ER bills, cancer drugs, consumerism and spending caps are covered in our roundup of stories on the cost of health care.
Kaiser Health News tells the tale of one patient who got CT scans at two different locations — one at an imaging center and one at a hospital emergency room. The first scan cost him $268, while the second came with a price tag of $8,897, which the patient’s insurer negotiated down to $5,516. “The higher price from [the hospital] could be a result of their enormous pricing power” in its area, according to an expert interviewed by KHN.
Hospital ERs often charge steep prices for scans, drugs — or just for walking through the doors. Vox details the story of one couple who took their daughter to the local ER with a toe injury. After a physician assistant examined the girl and applied antibiotic cream, the family was hit with a $937.25 bill. The 25-cent charge was for the ointment; the remaining $937 was a facility fee. Read the full story for more.
The average price of cancer drugs increased from $7,103 to $15,535 in a nine-year span, but there was no parallel rise in clinical benefits, according to a new study. “Cost is not connected with benefit, and cost is going up quickly, and benefit is highly variable,” one expert told Reuters.
Health care industry wonks discussed how to reduce the cost of care during a panel hosted by STAT and The Atlantic. What they ruled out: turning patients into smart-shopping consumers. What they say may work: changing how we pay clinicians and aligning the price of drugs with their value. Read a recap of the panel from STAT.
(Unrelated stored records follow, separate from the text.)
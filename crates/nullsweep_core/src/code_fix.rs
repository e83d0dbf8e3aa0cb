//! Code fix surface.

use crate::{CancellationToken, Diagnostic, Document, FixError};

/// A fix offered for one diagnostic.
#[derive(Debug, Clone, PartialEq, Eq)]
pub struct CodeAction {
    /// Title shown to the user.
    pub title: String,
    /// Key grouping equivalent actions for fix-all.
    pub equivalence_key: String,
    /// The diagnostic the action was registered for.
    pub diagnostic: Diagnostic,
}

impl CodeAction {
    pub fn new(
        title: impl Into<String>,
        equivalence_key: impl Into<String>,
        diagnostic: Diagnostic,
    ) -> Self {
        Self {
            title: title.into(),
            equivalence_key: equivalence_key.into(),
            diagnostic,
        }
    }
}

/// How a provider fixes every occurrence at once.
#[derive(Debug, Clone, Copy, Default, PartialEq, Eq)]
pub enum FixAllProvider {
    /// Actions with the same equivalence key are applied as one batch.
    Batch,
    /// Fix-all is not offered.
    #[default]
    None,
}

/// Offers and applies fixes for diagnostics of specific rules.
pub trait CodeFixProvider: Send + Sync {
    /// Rule ids this provider can fix.
    fn fixable_diagnostic_ids(&self) -> &[&'static str];

    /// Actions available for `diagnostic` in `document`.
    fn register_code_fixes(&self, document: &Document, diagnostic: &Diagnostic) -> Vec<CodeAction>;

    /// Applies `action`, returning the edited document.
    fn apply(
        &self,
        document: &Document,
        action: &CodeAction,
        cancellation: &CancellationToken,
    ) -> Result<Document, FixError>;

    fn fix_all_provider(&self) -> FixAllProvider {
        FixAllProvider::None
    }

    /// Returns true if this provider handles `diagnostic`.
    fn can_fix(&self, diagnostic: &Diagnostic) -> bool {
        self.fixable_diagnostic_ids()
            .contains(&diagnostic.rule_id.as_str())
    }
}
Hospitals in Maryland must tightly control their spending because the state sets a budget for each hospital’s inpatient, outpatient and emergency care. That includes all payers — including commercial insurers, Medicare and Medicaid. A proposed bill in California would move the state toward a similar framework. The jury is still out, though, on how it affects spending. In The Upshot blog from The New York Times, an economist digs into Maryland’s results and whether its approach could work across the U.S.